6) Un homme de 70 ans trébuche dans la forêt et a mal au genou. Il y a une légère torsion perceptible autour du genou mais en rectifiant cela la douleur n’a pas changée. Il n’y a plus de tension musculaire qui explique la douleur. Les tissus ont été probablement légèrement abimé, il va consulter son médecin pour d’éventuel analyse complémentaire. Il s’agit d’une épanchement de synovie. Il y aura donc un temps de cicatrisation incompressible.
6) Une femme de 50 ans qui fait de la course à pied régulièrement ressent subitement une douleur dans le pied. Le bilan ne révèle pas de spasmes ni de torsion particulière du pied mais un point bien précis douloureux. Elle est invité à voir le médecin pour la suite des investigations. Il s’agit d’une fracture spontanée dite de fatigue d’un métatarse.
7) Une femme de 65 ans chute en forêt de tout son long. En tombant ainsi le poid a été bien réparti et elle ne ressent finalement pas trop de douleur, hormis un point precis au niveau d’une côte devant. Le bilan révèle quelques torsion, tensions musculaire au nvieau du bras, du bassin mais rien de particulier au niveau de la côte, le point reste vif. Elle est invité à voir le médecin pour investiguer ce point douloureux. Il s’agit là d’une fracture de la côte causée vraisemblablement par un relief sur le sol comme un cailloux saillant.
8) Une patiente de 42 ans se présente avec une tendinite du fascia lata. J’observe un schéma postural modifié. L’alignement de la tête avec le corps, avec le bassin ne suit pas une ligne droite verticale. En travaillant depuis le bassin et en remontant tout le dos j’obtiens un meilleur alignement. Le fascia lata qui forçait pour maintenir l’équilibre a pu se reposer et revenir à la normale rapidement. Il semblerait que pour cette personne l’origine vienne de mauvaises postures assises
9) Un homme de 37 ans se présente avec un mal de dos et une raideur. C’est arrivé quelques jours après avoir changé de chaussures; il a acheté des chaussures avec des semelles épaisses et molles mais cela perturbait la proprioception et pour se stabiliser son corps recrutait davantage les muscles lombaire, entrainant tension et fatigue du dos.
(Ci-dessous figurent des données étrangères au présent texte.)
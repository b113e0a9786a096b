use clap::Subcommand;

/// Site commands. Dates are `YYYY-MM-DD`; enum values accept `-` or `_`.
#[derive(Clone, Debug, Subcommand)]
pub enum SiteCommands {
    /// List sites.
    List {
        #[arg(long)]
        company: Option<String>,
        /// Assignment status: assigned or unassigned.
        #[arg(long)]
        status: Option<String>,
        /// Construction state.
        #[arg(long)]
        state: Option<String>,
        #[arg(long)]
        limit: Option<u32>,
        #[arg(long)]
        offset: Option<u32>,
    },
    /// Search sites by name or address.
    Search { query: String },
    /// Show a site with its manager and certificate.
    Get { id: String },
    /// Register a site.
    Create {
        #[arg(long)]
        name: String,
        #[arg(long)]
        company: String,
        #[arg(long)]
        address: String,
        /// Explicit ID; generated when omitted.
        #[arg(long)]
        id: Option<String>,
        #[arg(long)]
        owner: Option<String>,
        #[arg(long, allow_hyphen_values = true)]
        latitude: Option<f64>,
        #[arg(long, allow_hyphen_values = true)]
        longitude: Option<f64>,
        #[arg(long)]
        permit_date: Option<String>,
        #[arg(long)]
        start_date: Option<String>,
        #[arg(long)]
        completion_date: Option<String>,
        #[arg(long)]
        state: Option<String>,
        #[arg(long)]
        notes: Option<String>,
    },
    /// Edit site fields. Without --version the latest version is used and
    /// conflicts are retried.
    Update {
        id: String,
        #[arg(long)]
        name: Option<String>,
        #[arg(long)]
        company: Option<String>,
        #[arg(long)]
        address: Option<String>,
        #[arg(long)]
        owner: Option<String>,
        #[arg(long)]
        permit_date: Option<String>,
        #[arg(long)]
        start_date: Option<String>,
        #[arg(long)]
        completion_date: Option<String>,
        #[arg(long)]
        state: Option<String>,
        #[arg(long)]
        notes: Option<String>,
        #[arg(long)]
        completion_doc_url: Option<String>,
        /// Expected site version; fails with a conflict if stale.
        #[arg(long)]
        version: Option<i64>,
    },
    /// Assign a manager and certificate to a site.
    Assign {
        id: String,
        #[arg(long)]
        manager: String,
        #[arg(long)]
        certificate: String,
        #[arg(long)]
        version: Option<i64>,
    },
    /// Release a site's manager and certificate.
    Unassign {
        id: String,
        #[arg(long)]
        version: Option<i64>,
    },
}
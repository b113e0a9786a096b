//! # sb-db
//!
//! Local libSQL store for Siteboard: sites, personnel, and certificates.
//!
//! This is the default backend and doubles as the offline mock when opened
//! with `":memory:"`. Every site mutation is guarded by the row's `version`
//! column so concurrent editors get a conflict instead of a lost update.
//!
//! Uses the `libsql` crate (C `SQLite` fork, v0.9.29).

pub mod error;
pub mod helpers;
mod migrations;
pub mod repos;
pub mod service;

#[cfg(test)]
mod test_support;

use error::DatabaseError;
use libsql::Builder;

/// Raw database handle: a libSQL database plus its single connection.
pub struct SiteDb {
    #[allow(dead_code)]
    db: libsql::Database,
    conn: libsql::Connection,
}

impl SiteDb {
    /// Open a local database at the given path, or `":memory:"`.
    ///
    /// Runs migrations automatically on open.
    ///
    /// # Errors
    ///
    /// Returns `DatabaseError` if the database cannot be opened or
    /// migrations fail.
    pub async fn open_local(path: &str) -> Result<Self, DatabaseError> {
        if path != ":memory:" {
            if let Some(parent) = std::path::Path::new(path).parent() {
                if !parent.as_os_str().is_empty() {
                    std::fs::create_dir_all(parent).map_err(|e| {
                        DatabaseError::Migration(format!("create {}: {e}", parent.display()))
                    })?;
                }
            }
        }

        let db = Builder::new_local(path).build().await?;
        let conn = db.connect()?;

        let site_db = Self { db, conn };
        site_db.run_migrations().await?;
        tracing::debug!(path, "opened local store");
        Ok(site_db)
    }

    /// Access the underlying libSQL connection for direct queries.
    #[must_use]
    pub const fn conn(&self) -> &libsql::Connection {
        &self.conn
    }

    /// Count rows in a table.
    ///
    /// # Errors
    ///
    /// Returns `DatabaseError` if the query fails.
    pub async fn count(&self, table: &str) -> Result<u64, DatabaseError> {
        let mut rows = self
            .conn
            .query(&format!("SELECT COUNT(*) FROM {table}"), ())
            .await?;
        let row = rows.next().await?.ok_or(DatabaseError::NoResult)?;
        let n = row.get::<i64>(0)?;
        u64::try_from(n).map_err(|_| DatabaseError::InvalidState(format!("negative count {n}")))
    }
}
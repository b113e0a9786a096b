//! List filters shared by both stores.
//!
//! The local store pushes filters into SQL; `matches()` is the in-memory
//! equivalent used by tests and by callers filtering already-loaded rows.

use schemars::JsonSchema;
use serde::{Deserialize, Serialize};

use crate::entities::{Certificate, Personnel, Site};
use crate::enums::{AssignmentStatus, CertificateStatus, PersonnelStatus, SiteState};

#[derive(Debug, Clone, Default, Serialize, Deserialize, JsonSchema, PartialEq, Eq)]
pub struct SiteFilter {
    #[serde(default, skip_serializing_if = "Option::is_none")]
    pub company: Option<String>,
    /// Assignment status (`?status=` on the wire).
    #[serde(default, rename = "status", skip_serializing_if = "Option::is_none")]
    pub assignment_status: Option<AssignmentStatus>,
    #[serde(default, skip_serializing_if = "Option::is_none")]
    pub state: Option<SiteState>,
    #[serde(default, skip_serializing_if = "Option::is_none")]
    pub limit: Option<u32>,
    #[serde(default, skip_serializing_if = "Option::is_none")]
    pub offset: Option<u32>,
}

impl SiteFilter {
    /// Whether a site passes the company / status / state criteria.
    /// Paging is not considered.
    #[must_use]
    pub fn matches(&self, site: &Site) -> bool {
        self.company
            .as_deref()
            .is_none_or(|company| site.company == company)
            && self
                .assignment_status
                .is_none_or(|status| site.assignment_status == status)
            && self.state.is_none_or(|state| site.state == state)
    }

    /// Offset into the full result set, defaulting to zero.
    #[must_use]
    pub fn offset(&self) -> u32 {
        self.offset.unwrap_or(0)
    }
}

#[derive(Debug, Clone, Default, Serialize, Deserialize, JsonSchema, PartialEq, Eq)]
pub struct PersonnelFilter {
    #[serde(default, skip_serializing_if = "Option::is_none")]
    pub status: Option<PersonnelStatus>,
    #[serde(default, skip_serializing_if = "Option::is_none")]
    pub role: Option<String>,
}

impl PersonnelFilter {
    #[must_use]
    pub fn matches(&self, person: &Personnel) -> bool {
        self.status.is_none_or(|status| person.status == status)
            && self.role.as_deref().is_none_or(|role| person.role == role)
    }
}

#[derive(Debug, Clone, Default, Serialize, Deserialize, JsonSchema, PartialEq, Eq)]
pub struct CertificateFilter {
    /// `Some(true)` keeps only available certificates, `Some(false)` only
    /// the rest.
    #[serde(default, skip_serializing_if = "Option::is_none")]
    pub available: Option<bool>,
}

impl CertificateFilter {
    #[must_use]
    pub fn matches(&self, certificate: &Certificate) -> bool {
        self.available.is_none_or(|available| {
            (certificate.status == CertificateStatus::Available) == available
        })
    }
}

/// One page of a filtered listing.
#[derive(Debug, Clone, Serialize, Deserialize, JsonSchema, PartialEq)]
pub struct Page<T> {
    pub items: Vec<T>,
    /// Matching rows before limit/offset were applied.
    pub total: u64,
}
//! Row-to-entity parsing helpers.
//!
//! Every repo converts `libsql::Row` (column-indexed) into typed entity structs.
//! These helpers isolate the parsing and handle both timestamp formats
//! (`SQLite`'s `datetime('now')` and Rust's `to_rfc3339()`).

use chrono::{DateTime, NaiveDate, Utc};

use sb_core::dates;

use crate::error::DatabaseError;

/// Parse a required TEXT column as `DateTime<Utc>`.
///
/// Handles both RFC 3339 (`"2026-02-09T14:30:00+00:00"`) and `SQLite`'s default
/// format (`"2026-02-09 14:30:00"`).
///
/// # Errors
///
/// Returns `DatabaseError::Query` if the string cannot be parsed as either format.
pub fn parse_datetime(s: &str) -> Result<DateTime<Utc>, DatabaseError> {
    if let Ok(dt) = DateTime::parse_from_rfc3339(s) {
        return Ok(dt.with_timezone(&Utc));
    }
    chrono::NaiveDateTime::parse_from_str(s, "%Y-%m-%d %H:%M:%S")
        .map(|naive| naive.and_utc())
        .map_err(|e| DatabaseError::Query(format!("Failed to parse datetime '{s}': {e}")))
}

/// Parse a TEXT column into a serde-deserializable enum.
///
/// # Errors
///
/// Returns `DatabaseError::Query` if the string does not match any variant.
pub fn parse_enum<T: serde::de::DeserializeOwned>(s: &str) -> Result<T, DatabaseError> {
    serde_json::from_value(serde_json::Value::String(s.to_string()))
        .map_err(|e| DatabaseError::Query(format!("Failed to parse enum from '{s}': {e}")))
}

/// Read a nullable TEXT column. Returns `None` for both SQL NULL and empty string.
///
/// `row.get::<String>(idx)` on a NULL column returns an error, not `""`.
///
/// # Errors
///
/// Returns `DatabaseError` if the column read fails.
pub fn get_opt_string(row: &libsql::Row, idx: i32) -> Result<Option<String>, DatabaseError> {
    match row.get::<Option<String>>(idx)? {
        Some(s) if s.is_empty() => Ok(None),
        other => Ok(other),
    }
}

/// Read a nullable `YYYY-MM-DD` column.
///
/// # Errors
///
/// Returns `DatabaseError::Query` if a non-empty value is not a date.
pub fn get_opt_date(row: &libsql::Row, idx: i32) -> Result<Option<NaiveDate>, DatabaseError> {
    match get_opt_string(row, idx)? {
        Some(s) => dates::parse_lenient(&s).map_err(DatabaseError::Query),
        None => Ok(None),
    }
}

/// Read a non-negative INTEGER column as `u32`.
///
/// # Errors
///
/// Returns `DatabaseError::InvalidState` for negative or oversized values.
pub fn get_u32(row: &libsql::Row, idx: i32) -> Result<u32, DatabaseError> {
    let raw = row.get::<i64>(idx)?;
    u32::try_from(raw)
        .map_err(|_| DatabaseError::InvalidState(format!("column {idx} out of range: {raw}")))
}

/// Bind an optional date as TEXT or NULL.
#[must_use]
pub fn date_param(date: Option<NaiveDate>) -> libsql::Value {
    date.map_or(libsql::Value::Null, |d| dates::format(d).into())
}

/// Bind an optional string as TEXT or NULL.
#[must_use]
pub fn opt_text(value: Option<&str>) -> libsql::Value {
    value.map_or(libsql::Value::Null, Into::into)
}

/// Bind an optional float as REAL or NULL.
#[must_use]
pub fn opt_real(value: Option<f64>) -> libsql::Value {
    value.map_or(libsql::Value::Null, libsql::Value::Real)
}

/// Unicode case-insensitive substring test. SQLite's `lower()` and `LIKE`
/// only fold ASCII, so matching happens here instead.
#[must_use]
pub fn contains_folded(haystack: &str, needle: &str) -> bool {
    haystack.to_lowercase().contains(&needle.to_lowercase())
}

#[cfg(test)]
mod tests {
    use super::*;

    #[test]
    fn parses_both_timestamp_formats() {
        let a = parse_datetime("2026-02-09T14:30:00+00:00").unwrap();
        let b = parse_datetime("2026-02-09 14:30:00").unwrap();
        assert_eq!(a, b);
        assert!(parse_datetime("yesterday").is_err());
    }

    #[test]
    fn folded_match_is_unicode_aware_and_literal() {
        assert!(contains_folded("Riverside TOWER", "tower"));
        assert!(contains_folded("ÉCOLE Saint-Denis", "école"));
        assert!(contains_folded("50%_off plaza", "50%_off"));
        assert!(!contains_folded("50 percent off", "50%_off"));
        assert!(contains_folded("서울 강남구", "강남"));
    }

    #[test]
    fn enum_parse_errors_are_query_errors() {
        let err = parse_enum::<sb_core::enums::SiteState>("demolished").unwrap_err();
        assert!(matches!(err, DatabaseError::Query(_)));
    }
}
//! Driver backed by the `time` crate.
//!
//! Patterns use `format_description` syntax (`[month]/[day]/[year]`).
//! Normalization accepts the same inputs as the chrono driver: ISO 8601
//! datetimes (with or without offset), date-only strings, and epoch
//! milliseconds.

use time::format_description::well_known::Iso8601;
use time::util::days_in_year_month;
use time::{
    format_description, Date, Duration, Month, OffsetDateTime, PrimitiveDateTime, Time, UtcOffset,
};

use crate::driver::{DateDriver, DriverInfo};
use crate::parts::{FormatType, Part};
use crate::span::Span;
use crate::types::{DateFields, DateInput, DateValue};

pub struct TimeDriver;

impl TimeDriver {
    fn resolve(&self, input: &DateInput) -> Option<PrimitiveDateTime> {
        match input {
            DateInput::Value(value) => to_primitive(value),
            DateInput::Millis(millis) => {
                let nanos = i128::from(*millis).checked_mul(1_000_000)?;
                let odt = OffsetDateTime::from_unix_timestamp_nanos(nanos).ok()?;
                Some(PrimitiveDateTime::new(odt.date(), odt.time()))
            }
            DateInput::Text(text) => {
                let parsed = parse_text(text);
                if parsed.is_none() {
                    tracing::debug!(input = %text, driver = "time", "input failed normalization");
                }
                parsed
            }
        }
    }
}

impl DateDriver for TimeDriver {
    fn id(&self) -> &'static str {
        "time"
    }

    fn name(&self) -> &'static str {
        "Time"
    }

    fn info(&self) -> DriverInfo {
        DriverInfo {
            id: self.id(),
            name: self.name(),
            backend: "time",
            description: "Date operations via the time crate (format_description patterns)",
        }
    }

    fn aliases(&self) -> &'static [&'static str] {
        &["t"]
    }

    fn normalize(&self, input: &DateInput) -> Option<DateValue> {
        self.resolve(input).map(from_primitive)
    }

    fn parse_pattern(&self, text: &str, pattern: &str) -> Option<DateValue> {
        let description = format_description::parse(pattern).ok()?;
        let parsed = PrimitiveDateTime::parse(text, &description)
            .ok()
            .or_else(|| {
                Date::parse(text, &description)
                    .ok()
                    .map(|date| PrimitiveDateTime::new(date, Time::MIDNIGHT))
            })?;
        Some(from_primitive(parsed))
    }

    fn now(&self) -> DateValue {
        let odt = OffsetDateTime::now_utc();
        from_primitive(PrimitiveDateTime::new(odt.date(), odt.time()))
    }

    fn format(&self, input: &DateInput, pattern: Option<&str>) -> Option<String> {
        let dt = self.resolve(input)?;

        let Some(pattern) = pattern else {
            return Some(from_primitive(dt).to_string());
        };

        let description = match format_description::parse(pattern) {
            Ok(description) => description,
            Err(error) => {
                tracing::debug!(pattern, driver = "time", %error, "unsupported format pattern");
                return None;
            }
        };
        dt.format(&description).ok()
    }

    fn start_of(&self, input: &DateInput, part: Part) -> Option<DateValue> {
        let dt = self.resolve(input)?;
        let date = dt.date();
        let result = match part {
            Part::Seconds => dt.replace_millisecond(0).ok()?,
            Part::Minutes => dt.replace_second(0).ok()?.replace_millisecond(0).ok()?,
            Part::Hours => dt
                .replace_minute(0)
                .ok()?
                .replace_second(0)
                .ok()?
                .replace_millisecond(0)
                .ok()?,
            Part::Days => PrimitiveDateTime::new(date, Time::MIDNIGHT),
            Part::Weekdays | Part::Weeks => {
                let back = i64::from(date.weekday().number_days_from_monday());
                let monday = checked_shift_days(date, -back)?;
                PrimitiveDateTime::new(monday, Time::MIDNIGHT)
            }
            Part::Months => {
                let first = Date::from_calendar_date(date.year(), date.month(), 1).ok()?;
                PrimitiveDateTime::new(first, Time::MIDNIGHT)
            }
            Part::Years => {
                let first = Date::from_calendar_date(date.year(), Month::January, 1).ok()?;
                PrimitiveDateTime::new(first, Time::MIDNIGHT)
            }
        };
        Some(from_primitive(result))
    }

    fn end_of(&self, input: &DateInput, part: Part) -> Option<DateValue> {
        let dt = self.resolve(input)?;
        let date = dt.date();
        let end_of_day = Time::from_hms_milli(23, 59, 59, 999).ok()?;
        let result = match part {
            Part::Seconds => dt.replace_millisecond(999).ok()?,
            Part::Minutes => dt.replace_second(59).ok()?.replace_millisecond(999).ok()?,
            Part::Hours => dt
                .replace_minute(59)
                .ok()?
                .replace_second(59)
                .ok()?
                .replace_millisecond(999)
                .ok()?,
            Part::Days => PrimitiveDateTime::new(date, end_of_day),
            Part::Weekdays | Part::Weeks => {
                let forward = 6 - i64::from(date.weekday().number_days_from_monday());
                let sunday = checked_shift_days(date, forward)?;
                PrimitiveDateTime::new(sunday, end_of_day)
            }
            Part::Months => {
                let last_day = days_in_year_month(date.year(), date.month());
                let last = Date::from_calendar_date(date.year(), date.month(), last_day).ok()?;
                PrimitiveDateTime::new(last, end_of_day)
            }
            Part::Years => {
                let last = Date::from_calendar_date(date.year(), Month::December, 31).ok()?;
                PrimitiveDateTime::new(last, end_of_day)
            }
        };
        Some(from_primitive(result))
    }

    fn set(&self, input: &DateInput, fields: &DateFields) -> Option<DateValue> {
        let mut dt = self.resolve(input)?;

        // The weekday setter moves within the Monday-based week and runs
        // before the plain field setters.
        if let Some(weekday) = fields.weekday {
            if weekday > 6 {
                return None;
            }
            let current = i64::from(dt.date().weekday().number_days_from_monday());
            let delta = i64::from(weekday) - current;
            let date = checked_shift_days(dt.date(), delta)?;
            dt = PrimitiveDateTime::new(date, dt.time());
        }

        if let Some(year) = fields.year {
            dt = dt.replace_year(year).ok()?;
        }
        if let Some(month) = fields.month {
            dt = dt.replace_month(Month::try_from(month).ok()?).ok()?;
        }
        if let Some(day) = fields.day {
            dt = dt.replace_day(day).ok()?;
        }
        if let Some(hour) = fields.hour {
            dt = dt.replace_hour(hour).ok()?;
        }
        if let Some(minute) = fields.minute {
            dt = dt.replace_minute(minute).ok()?;
        }
        if let Some(second) = fields.second {
            dt = dt.replace_second(second).ok()?;
        }
        if let Some(millisecond) = fields.millisecond {
            dt = dt.replace_millisecond(millisecond).ok()?;
        }

        Some(from_primitive(dt))
    }

    fn add(&self, input: &DateInput, span: &Span) -> Option<DateValue> {
        let dt = self.resolve(input)?;
        let dt = shift_months(dt, span.total_months())?;
        let day_seconds = span.total_days().checked_mul(86_400)?;
        let dt = dt.checked_add(Duration::seconds(day_seconds))?;
        let dt = dt.checked_add(Duration::seconds(span.total_seconds()?))?;
        Some(from_primitive(dt))
    }

    fn diff(&self, a: &DateInput, b: &DateInput, part: Part) -> Option<i64> {
        let a = self.resolve(a)?;
        let b = self.resolve(b)?;
        let delta = a - b;
        let value = match part {
            Part::Seconds => delta.whole_seconds(),
            Part::Minutes => delta.whole_minutes(),
            Part::Hours => delta.whole_hours(),
            Part::Days => delta.whole_days(),
            Part::Weekdays | Part::Weeks => delta.whole_weeks(),
            Part::Months => whole_month_diff(a, b),
            Part::Years => whole_month_diff(a, b) / 12,
        };
        Some(value)
    }

    fn get(&self, input: &DateInput, part: Part) -> Option<i64> {
        let dt = self.resolve(input)?;
        let value = match part {
            Part::Seconds => i64::from(dt.second()),
            Part::Minutes => i64::from(dt.minute()),
            Part::Hours => i64::from(dt.hour()),
            Part::Days => i64::from(dt.day()),
            Part::Weekdays => i64::from(dt.date().weekday().number_days_from_monday()),
            Part::Weeks => i64::from(dt.date().iso_week()),
            Part::Months => i64::from(u8::from(dt.month())),
            Part::Years => i64::from(dt.year()),
        };
        Some(value)
    }

    fn days_in_month(&self, input: &DateInput) -> Option<u8> {
        let dt = self.resolve(input)?;
        Some(days_in_year_month(dt.year(), dt.month()))
    }

    fn format_string(&self, format_type: FormatType) -> &'static str {
        match format_type {
            FormatType::Day => "[day padding:none]",
            FormatType::Month => "[month repr:long] [year]",
            FormatType::Weekday => "[weekday repr:short]",
            FormatType::Display => "[month]/[day]/[year]",
            FormatType::AriaLabel => {
                "[weekday repr:long], [month repr:long] [day padding:none], [year]"
            }
        }
    }
}

fn to_primitive(value: &DateValue) -> Option<PrimitiveDateTime> {
    let month = Month::try_from(value.month()).ok()?;
    let date = Date::from_calendar_date(value.year(), month, value.day()).ok()?;
    let time = Time::from_hms_milli(
        value.hour(),
        value.minute(),
        value.second(),
        value.millisecond(),
    )
    .ok()?;
    Some(PrimitiveDateTime::new(date, time))
}

fn from_primitive(dt: PrimitiveDateTime) -> DateValue {
    DateValue::from_backend(
        dt.year(),
        u8::from(dt.month()),
        dt.day(),
        dt.hour(),
        dt.minute(),
        dt.second(),
        dt.millisecond(),
    )
}

/// Parse ISO 8601 text: full datetime with offset first, then naive
/// datetime, then date-only.
fn parse_text(text: &str) -> Option<PrimitiveDateTime> {
    let trimmed = text.trim();

    if let Ok(odt) = OffsetDateTime::parse(trimmed, &Iso8601::DEFAULT) {
        let utc = odt.to_offset(UtcOffset::UTC);
        return Some(PrimitiveDateTime::new(utc.date(), utc.time()));
    }

    if let Ok(dt) = PrimitiveDateTime::parse(trimmed, &Iso8601::DEFAULT) {
        return Some(dt);
    }

    Date::parse(trimmed, &Iso8601::DEFAULT)
        .ok()
        .map(|date| PrimitiveDateTime::new(date, Time::MIDNIGHT))
}

fn checked_shift_days(date: Date, days: i64) -> Option<Date> {
    let seconds = days.checked_mul(86_400)?;
    date.checked_add(Duration::seconds(seconds))
}

/// Shift by whole calendar months, clamping the day to the target month.
fn shift_months(dt: PrimitiveDateTime, months: i64) -> Option<PrimitiveDateTime> {
    if months == 0 {
        return Some(dt);
    }
    let zero_based = i64::from(dt.year()) * 12 + i64::from(u8::from(dt.month())) - 1;
    let target = zero_based.checked_add(months)?;
    let year = i32::try_from(target.div_euclid(12)).ok()?;
    let month = Month::try_from((target.rem_euclid(12) + 1) as u8).ok()?;
    let day = dt.day().min(days_in_year_month(year, month));
    let date = Date::from_calendar_date(year, month, day).ok()?;
    Some(PrimitiveDateTime::new(date, dt.time()))
}

/// Whole-month difference `a - b`: the largest `n` such that `b` shifted by
/// `n` months (clamped) does not pass `a`.
fn whole_month_diff(a: PrimitiveDateTime, b: PrimitiveDateTime) -> i64 {
    let raw =
        i64::from(a.year() - b.year()) * 12 + i64::from(u8::from(a.month()))
            - i64::from(u8::from(b.month()));
    match shift_months(b, raw) {
        Some(shifted) if raw > 0 && shifted > a => raw - 1,
        Some(shifted) if raw < 0 && shifted < a => raw + 1,
        _ => raw,
    }
}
Il a pu changer de chaussures et en travaillant le dos nous avons rétabli la tension normale.
10) Anecdote des trois épines calcanéennes
En l’espace de quelques mois j’ai reçu trois personnes agées de 35 à 56 ans qui présentaient une douleur sous le pied diagnostiquée épine calcanéenne, depuis plusieurs mois sans évolutions. Les trois personnes avaient eu des interventions dentaires dans les semaines ou mois précédent l’apparition de la douleur. En rectifiant les tensions musculaire de la mâchoire, il a été possible d’améliorer la posture et la répartition du poid du corps soulageant ces douleurs de pieds rapidement.
11) Un femme de 50 ans présente une douleur légère sous la malléole externe. Apparu après une longue marche avec des chaussures de ville. Je retrouve au niveau du pied un torsion de la voûte qui est comme grippé. Le pied a probablement souffert de l’effort. En travaillant à assouplir tout le pied, la douleur s’est estompée.
12 ) Une femme de 55 ans présente une boiterie et une douleur dans la fesse et le genou. je retrouve des tensions au nvieau du bassin mais j’observe la présence d’un durillon sous le pied opposé. Il apparaît que la position d’évitement entraine une mauvaise posture et des douleurs. Elle est invité à voir le pédicure pour ne plus boiter.
13 ) Un homme de 22 ans présente une douleur au dos régulière. Il y a une posture générale dérangée avec une bascule franche du bassin. Après le bilan et différents tests je suis amené à m’interroger sur la possibilité d’une jambe plus courte. Je l’invite à voir le médecin et podologue pour investiguer cette possibilité.